* Task prompt
Quote exactly and only this range of lines in the data below: the line that holds "the missing resource" to the line that holds "error (5xx response)", both included.

* Provided data
▽

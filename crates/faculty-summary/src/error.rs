//! Error types for the faculty summary service.
//!
//! Uses `thiserror` for structured error handling with automatic `From`
//! implementations.

/// Errors from the directory HTTP client layer.
#[derive(thiserror::Error, Debug)]
pub enum ClientError {
    /// HTTP transport error (connection, DNS, TLS, timeout, etc.)
    #[error("HTTP error: {0}")]
    Http(#[from] reqwest::Error),

    /// JSON parsing error
    #[error("Failed to parse response: {0}")]
    Parse(#[from] serde_json::Error),

    /// Resource not found (404 response)
    #[error("Resource not found: {resource}")]
    NotFound {
        /// Description of the missing resource
        resource: String,
    },

    /// Invalid request parameters (400 response)
    #[error("Bad request: {message}")]
    BadRequest {
        /// Error message from the directory
        message: String,
    },

    /// Server error (5xx response)
    #[error("Server error ({status}): {message}")]
    Server {
        /// HTTP status code
        status: u16,
        /// Error message
        message: String,
    },

    /// Unexpected HTTP status
    #[error("Unexpected status {status}: {message}")]
    UnexpectedStatus {
        /// HTTP status code
        status: u16,
        /// Response body or message
        message: String,
    },
}

impl ClientError {
    /// Create a not found error.
    #[must_use]
    pub fn not_found(resource: impl Into<String>) -> Self {
        Self::NotFound { resource: resource.into() }
    }

    /// Create a bad request error.
    #[must_use]
    pub fn bad_request(message: impl Into<String>) -> Self {
        Self::BadRequest { message: message.into() }
    }

    /// Create a server error.
    #[must_use]
    pub fn server(status: u16, message: impl Into<String>) -> Self {
        Self::Server { status, message: message.into() }
    }
}

/// Errors from the two lookup operations.
///
/// The transport layer owns the mapping to HTTP status codes; operations
/// never touch status codes themselves.
#[derive(thiserror::Error, Debug)]
pub enum OpError {
    /// A required input was missing or blank.
    #[error("{message}")]
    InvalidInput {
        /// Message rendered to the caller
        message: String,
    },

    /// The directory search yielded no matching author.
    #[error("No data found for '{name}'.")]
    NotFound {
        /// The name that failed to resolve
        name: String,
    },

    /// Any fault raised while talking to the directory.
    #[error("{0}")]
    Upstream(#[from] ClientError),
}

impl OpError {
    /// Create an invalid input error.
    #[must_use]
    pub fn invalid_input(message: impl Into<String>) -> Self {
        Self::InvalidInput { message: message.into() }
    }

    /// Create a not found error for a faculty name.
    #[must_use]
    pub fn not_found(name: impl Into<String>) -> Self {
        Self::NotFound { name: name.into() }
    }
}

/// Result type alias for client operations.
pub type ClientResult<T> = Result<T, ClientError>;

/// Result type alias for lookup operations.
pub type OpResult<T> = Result<T, OpError>;
//! HTTP server for the faculty summary API.

pub mod routes;

use std::net::SocketAddr;
use std::path::PathBuf;
use std::sync::Arc;

use crate::client::AuthorDirectoryClient;
use crate::ops::OpContext;

/// Faculty summary API server.
pub struct ApiServer {
    /// Operation execution context.
    ctx: OpContext,

    /// Directory holding the static front-end.
    frontend_dir: PathBuf,
}

impl ApiServer {
    /// Create a new API server.
    #[must_use]
    pub fn new(client: AuthorDirectoryClient, frontend_dir: PathBuf) -> Self {
        Self { ctx: OpContext::new(Arc::new(client)), frontend_dir }
    }

    /// Run the server until ctrl-c.
    ///
    /// # Errors
    ///
    /// Returns error on bind or serve failure.
    pub async fn run(self, port: u16) -> anyhow::Result<()> {
        let router = routes::create_router(self.ctx, &self.frontend_dir);
        let addr = SocketAddr::from(([0, 0, 0, 0], port));

        tracing::info!("HTTP server listening on http://{}", addr);

        let listener = tokio::net::TcpListener::bind(addr).await?;
        axum::serve(listener, router).with_graceful_shutdown(shutdown_signal()).await?;

        tracing::info!("HTTP server shut down");
        Ok(())
    }
}

impl std::fmt::Debug for ApiServer {
    fn fmt(&self, f: &mut std::fmt::Formatter<'_>) -> std::fmt::Result {
        f.debug_struct("ApiServer").field("frontend_dir", &self.frontend_dir).finish()
    }
}

async fn shutdown_signal() {
    tokio::signal::ctrl_c().await.expect("Failed to install CTRL+C handler");
    tracing::info!("Received shutdown signal");
}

△

* Answer box
        /// Description of the missing resource
        resource: String,
    },

    /// Invalid request parameters (400 response)
    #[error("Bad request: {message}")]
    BadRequest {
        /// Error message from the directory
        message: String,
    },

    /// Server error (5xx response)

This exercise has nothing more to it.